Ribonucleotide reductase M2B in the myofibers modulates stem cell fate in skeletal muscle

The balance among quiescence, differentiation, and self-renewal of skeletal muscle stem cells (MuSCs) is tightly regulated by their intrinsic and extrinsic properties from the niche. How the niche controls MuSC fate remains unclear. Ribonucleotide reductase M2B (Rrm2b) modulates MuSC quiescence/differentiation in muscle in response to injury. Rrm2b knockout in myofibers, but not in MuSCs, led to weakness of muscles, such as a loss of muscle mass and strength. After muscle injury, damaged myofibers were more efficiently repaired in the Rrm2b myofiber-specific knockout mice than the control mice, but these myofibers were thinner and showed weak functioning.
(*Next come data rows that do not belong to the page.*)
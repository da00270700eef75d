//! Parallel executor
//!
//! Spawns one scoped thread per partition, joins them all, and hands back
//! the fully populated output. Output slots are split along partition
//! boundaries with `split_at_mut`, so every worker holds an exclusive borrow
//! of its own slots and no lock guards the output.

use super::config::{FailurePolicy, ParallelConfig, ThreadCount};
use super::partitioner::{partition, Partition};
use super::worker::{self, panic_message, Failure, Slot};
use crate::error::{Error, MapError};
use std::panic;
use std::sync::atomic::AtomicBool;
use std::thread;
use tracing::{debug, trace, warn};

/// Fixed-width parallel mapper
///
/// Holds only configuration; threads are spawned per call and joined
/// before the call returns.
#[derive(Debug, Clone, Copy, Default)]
pub struct ParallelProcessor {
    config: ParallelConfig,
}

impl ParallelProcessor {
    /// Processor with `threads` workers and fail-fast error handling
    ///
    /// Zero means one worker per hardware thread.
    pub fn new(threads: usize) -> Self {
        Self::with_config(ParallelConfig::with_threads(ThreadCount::new(threads)))
    }

    /// Processor with a full configuration
    pub fn with_config(config: ParallelConfig) -> Self {
        Self { config }
    }

    /// Active configuration
    pub fn config(&self) -> &ParallelConfig {
        &self.config
    }

    /// Resolved thread count before capping by input length
    pub fn threads(&self) -> usize {
        self.config.threads.resolve()
    }

    /// Partitions a call over `n` elements would use
    pub fn plan(&self, n: usize) -> Vec<Partition> {
        partition(n, self.threads())
    }

    /// Apply `f` to every element, spreading the work over the worker threads
    ///
    /// `output[i] == f(&input[i])` for every `i`. A panic inside `f` is
    /// resumed on the calling thread once every worker has been joined.
    ///
    /// # Example
    /// ```
    /// use parallel_processor::ParallelProcessor;
    ///
    /// let pixels: Vec<i32> = (0..1000).collect();
    /// let bright = ParallelProcessor::new(4).parallel_map(&pixels, |p| (p + 50).clamp(0, 255));
    /// assert_eq!(bright[100], 150);
    /// assert_eq!(bright[999], 255);
    /// ```
    pub fn parallel_map<T, Out, F>(&self, input: &[T], f: F) -> Vec<Out>
    where
        T: Sync,
        Out: Send,
        F: Fn(&T) -> Out + Sync,
    {
        let n = input.len();
        if n == 0 {
            return Vec::new();
        }

        let partitions = self.plan(n);
        debug!(
            elements = n,
            workers = partitions.len(),
            "dispatching parallel map"
        );

        let mut slots = empty_slots(n);
        let f = &f;

        thread::scope(|scope| {
            let handles: Vec<_> = partitions
                .iter()
                .copied()
                .zip(split_slots(&mut slots, &partitions))
                .enumerate()
                .map(|(id, (part, out))| {
                    let input = &input[part.range()];
                    scope.spawn(move || {
                        trace!(worker = id, start = part.start, end = part.end, "worker started");
                        worker::run(input, out, f);
                        trace!(worker = id, "worker finished");
                    })
                })
                .collect();

            let mut first_panic = None;
            for (id, handle) in handles.into_iter().enumerate() {
                if let Err(payload) = handle.join() {
                    warn!(worker = id, "worker panicked: {}", panic_message(&*payload));
                    first_panic.get_or_insert(payload);
                }
            }
            if let Some(payload) = first_panic {
                panic::resume_unwind(payload);
            }
        });

        collect_slots(slots)
    }

    /// Fallible parallel map
    ///
    /// Failure handling follows the configured [`FailurePolicy`]:
    ///
    /// - `FailFast`: the first failing worker signals the others to stop
    ///   before their next element. Once all have joined, the lowest failing
    ///   index observed is returned as [`MapError::Failed`], or as
    ///   [`Error::WorkerPanicked`] wrapped in [`MapError::Runtime`] when that
    ///   element panicked.
    /// - `CollectAll`: every element is attempted, including the rest of a
    ///   partition after a panic. Errors and panics come back together as
    ///   [`MapError::Aggregate`], each sorted by index.
    ///
    /// Panics are caught per element. No partial output is returned on any
    /// failure.
    pub fn try_parallel_map<T, Out, E, F>(&self, input: &[T], f: F) -> Result<Vec<Out>, MapError<E>>
    where
        T: Sync,
        Out: Send,
        E: Send,
        F: Fn(&T) -> Result<Out, E> + Sync,
    {
        let n = input.len();
        if n == 0 {
            return Ok(Vec::new());
        }

        let partitions = self.plan(n);
        let policy = self.config.failure_policy;
        debug!(
            elements = n,
            workers = partitions.len(),
            %policy,
            "dispatching fallible parallel map"
        );

        let mut slots = empty_slots(n);
        let stop = AtomicBool::new(false);
        let stop_on_error = policy == FailurePolicy::FailFast;
        let f = &f;
        let stop = &stop;

        let outcomes: Vec<WorkerOutcome<E>> = thread::scope(|scope| {
            let handles: Vec<_> = partitions
                .iter()
                .copied()
                .zip(split_slots(&mut slots, &partitions))
                .enumerate()
                .map(|(id, (part, out))| {
                    let input = &input[part.range()];
                    scope.spawn(move || -> Vec<(usize, Failure<E>)> {
                        trace!(worker = id, start = part.start, end = part.end, "worker started");
                        worker::try_run(input, out, f, stop, stop_on_error)
                            .into_iter()
                            .map(|(local, failure)| (part.start + local, failure))
                            .collect()
                    })
                })
                .collect();

            handles
                .into_iter()
                .map(|handle| handle.join().map_err(|payload| panic_message(&*payload)))
                .collect()
        });

        let mut failures = Vec::new();
        for (id, outcome) in outcomes.into_iter().enumerate() {
            match outcome {
                Ok(worker_failures) => {
                    failures.extend(worker_failures.into_iter().map(|(i, failure)| (i, id, failure)))
                }
                Err(message) => {
                    warn!(worker = id, "worker panicked: {}", message);
                    return Err(Error::WorkerPanicked { worker: id, message }.into());
                }
            }
        }

        if failures.is_empty() {
            return Ok(collect_slots(slots));
        }

        warn!(failures = failures.len(), %policy, "parallel map failed");
        match policy {
            FailurePolicy::FailFast => match failures.swap_remove(0) {
                (index, _, Failure::Error(error)) => Err(MapError::Failed { index, error }),
                (index, worker, Failure::Panic(message)) => {
                    warn!(worker, index, "worker panicked: {}", message);
                    Err(Error::WorkerPanicked { worker, message }.into())
                }
            },
            FailurePolicy::CollectAll => {
                let mut errors = Vec::new();
                let mut panics = Vec::new();
                for (index, _, failure) in failures {
                    match failure {
                        Failure::Error(error) => errors.push((index, error)),
                        Failure::Panic(message) => panics.push((index, message)),
                    }
                }
                Err(MapError::Aggregate {
                    failures: errors,
                    panics,
                })
            }
        }
    }
}

/// Map `input` through `f` on `threads` workers
///
/// Shorthand for a [`ParallelProcessor`] with default configuration and
/// the given thread count.
pub fn parallel_map<T, Out, F>(input: &[T], f: F, threads: ThreadCount) -> Vec<Out>
where
    T: Sync,
    Out: Send,
    F: Fn(&T) -> Out + Sync,
{
    ParallelProcessor::with_config(ParallelConfig::with_threads(threads)).parallel_map(input, f)
}

/// Fallible map with an explicit configuration
pub fn try_parallel_map<T, Out, E, F>(
    input: &[T],
    f: F,
    config: ParallelConfig,
) -> Result<Vec<Out>, MapError<E>>
where
    T: Sync,
    Out: Send,
    E: Send,
    F: Fn(&T) -> Result<Out, E> + Sync,
{
    ParallelProcessor::with_config(config).try_parallel_map(input, f)
}

/// Per-worker result: failures with global indices, or a panic that
/// escaped the worker
type WorkerOutcome<E> = std::result::Result<Vec<(usize, Failure<E>)>, String>;

fn empty_slots<Out>(n: usize) -> Vec<Slot<Out>> {
    let mut slots = Vec::with_capacity(n);
    slots.resize_with(n, || None);
    slots
}

/// Cut `slots` into one exclusive chunk per partition
fn split_slots<'a, Out>(
    mut slots: &'a mut [Slot<Out>],
    partitions: &[Partition],
) -> Vec<&'a mut [Slot<Out>]> {
    let mut chunks = Vec::with_capacity(partitions.len());
    for part in partitions {
        let (head, tail) = std::mem::take(&mut slots).split_at_mut(part.len());
        chunks.push(head);
        slots = tail;
    }
    debug_assert!(slots.is_empty());
    chunks
}

fn collect_slots<Out>(slots: Vec<Slot<Out>>) -> Vec<Out> {
    let n = slots.len();
    let output: Vec<Out> = slots.into_iter().flatten().collect();
    debug_assert_eq!(output.len(), n, "partition cover left a slot unwritten");
    output
}

#[cfg(test)]
mod tests {
    use super::*;
    use crate::parallel::sequential_map;
    use std::collections::HashSet;
    use std::sync::Mutex;

    #[test]
    fn test_parallel_map_basic() {
        let input: Vec<i64> = (0..10).collect();
        let out = ParallelProcessor::new(3).parallel_map(&input, |p| p * p);
        assert_eq!(out, vec![0, 1, 4, 9, 16, 25, 36, 49, 64, 81]);
    }

    #[test]
    fn test_parallel_map_empty() {
        let input: Vec<i32> = Vec::new();
        let out = parallel_map(&input, |p| *p, ThreadCount::new(4));
        assert!(out.is_empty());
    }

    #[test]
    fn test_empty_input_spawns_no_workers() {
        let input: Vec<i32> = Vec::new();
        let calls = Mutex::new(0);
        let out = ParallelProcessor::new(8).parallel_map(&input, |p| {
            *calls.lock().unwrap() += 1;
            *p
        });
        assert!(out.is_empty());
        assert_eq!(*calls.lock().unwrap(), 0);
    }

    #[test]
    fn test_more_threads_than_elements() {
        let input = vec!["a", "b"];
        let out = parallel_map(&input, |s| s.to_uppercase(), ThreadCount::new(16));
        assert_eq!(out, vec!["A", "B"]);
    }

    #[test]
    fn test_auto_threads_matches_sequential() {
        let input: Vec<u32> = (0..10_000).collect();
        let out = parallel_map(&input, |p| p.wrapping_mul(2_654_435_761), ThreadCount::Auto);
        assert_eq!(out, sequential_map(&input, |p| p.wrapping_mul(2_654_435_761)));
    }

    #[test]
    fn test_workers_run_on_distinct_threads() {
        let input: Vec<usize> = (0..4).collect();
        let seen = Mutex::new(HashSet::new());
        ParallelProcessor::new(4).parallel_map(&input, |_| {
            seen.lock().unwrap().insert(thread::current().id());
        });
        assert_eq!(seen.lock().unwrap().len(), 4);
    }

    #[test]
    fn test_non_copy_output() {
        let input: Vec<i32> = (0..101).collect();
        let out = ParallelProcessor::new(4).parallel_map(&input, |p| format!("pixel_{}", p));
        assert_eq!(out[0], "pixel_0");
        assert_eq!(out[100], "pixel_100");
    }

    #[test]
    #[should_panic(expected = "bad pixel")]
    fn test_worker_panic_resumes_on_caller() {
        let input: Vec<i32> = (0..100).collect();
        ParallelProcessor::new(4).parallel_map(&input, |p| {
            if *p == 77 {
                panic!("bad pixel");
            }
            *p
        });
    }

    #[test]
    fn test_split_slots_follows_partitions() {
        let parts = partition(10, 3);
        let mut slots: Vec<Slot<u8>> = empty_slots(10);
        let lens: Vec<usize> = split_slots(&mut slots, &parts).iter().map(|c| c.len()).collect();
        assert_eq!(lens, vec![4, 3, 3]);
    }

    #[test]
    fn test_try_parallel_map_ok() {
        let input = vec!["1", "2", "3", "4", "5"];
        let out = ParallelProcessor::new(2)
            .try_parallel_map(&input, |s| s.parse::<i32>())
            .unwrap();
        assert_eq!(out, vec![1, 2, 3, 4, 5]);
    }

    #[test]
    fn test_try_parallel_map_fail_fast() {
        let input: Vec<i32> = (0..1000).collect();
        let err = ParallelProcessor::new(4)
            .try_parallel_map(&input, |p| if *p == 600 { Err("bad") } else { Ok(*p) })
            .unwrap_err();
        assert_eq!(err, MapError::Failed { index: 600, error: "bad" });
    }

    #[test]
    fn test_try_parallel_map_collect_all() {
        let input: Vec<i32> = (0..12).collect();
        let config =
            ParallelConfig::with_threads(ThreadCount::new(3)).failure_policy(FailurePolicy::CollectAll);
        let err = ParallelProcessor::with_config(config)
            .try_parallel_map(&input, |p| if p % 5 == 0 { Err(*p) } else { Ok(*p) })
            .unwrap_err();
        assert_eq!(
            err,
            MapError::Aggregate {
                failures: vec![(0, 0), (5, 5), (10, 10)],
                panics: vec![]
            }
        );
    }

    #[test]
    fn test_try_parallel_map_panic_becomes_error() {
        let input: Vec<i32> = (0..9).collect();
        let err = ParallelProcessor::new(3)
            .try_parallel_map(&input, |p| {
                if *p == 4 {
                    panic!("worker blew up");
                }
                Ok::<_, ()>(*p)
            })
            .unwrap_err();
        assert_eq!(
            err,
            MapError::Runtime(Error::WorkerPanicked {
                worker: 1,
                message: "worker blew up".to_string()
            })
        );
    }

    #[test]
    fn test_collect_all_keeps_errors_alongside_panics() {
        let input: Vec<i32> = (0..9).collect();
        let attempted = Mutex::new(Vec::new());
        let config =
            ParallelConfig::with_threads(ThreadCount::new(3)).failure_policy(FailurePolicy::CollectAll);

        let err = ParallelProcessor::with_config(config)
            .try_parallel_map(&input, |p| {
                attempted.lock().unwrap().push(*p);
                if *p == 3 {
                    panic!("boom");
                }
                if p % 2 == 1 {
                    Err(*p)
                } else {
                    Ok(*p)
                }
            })
            .unwrap_err();

        assert_eq!(
            err,
            MapError::Aggregate {
                failures: vec![(1, 1), (5, 5), (7, 7)],
                panics: vec![(3, "boom".to_string())]
            }
        );
        assert_eq!(err.failed_indices(), vec![1, 3, 5, 7]);

        let mut seen = attempted.into_inner().unwrap();
        seen.sort_unstable();
        assert_eq!(seen, input);
    }
}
Rrm2b-deleted myofibers released several myokines, which trigger MuSCs to differentiate but not re-enter the quiescent stage to replenish the stem cell pool. Overall, Rrm2b in the myofibers plays a critical role in modulating the MuSC fate by modifying the microenvironment, and it may lead to a possible strategy to treat muscle disorders.

Automated summary

The balance and fate of skeletal muscle stem cells (MuSCs) is tightly regulated by their intrinsic and extrinsic properties. Ribonucleotide reductase M2B (Rrm2b) plays a critical role in modulating MuSC fate by modifying the microenvironment in muscle fibers. Lack of Rrm2b leads to muscle weakness and impaired muscle fiber repair.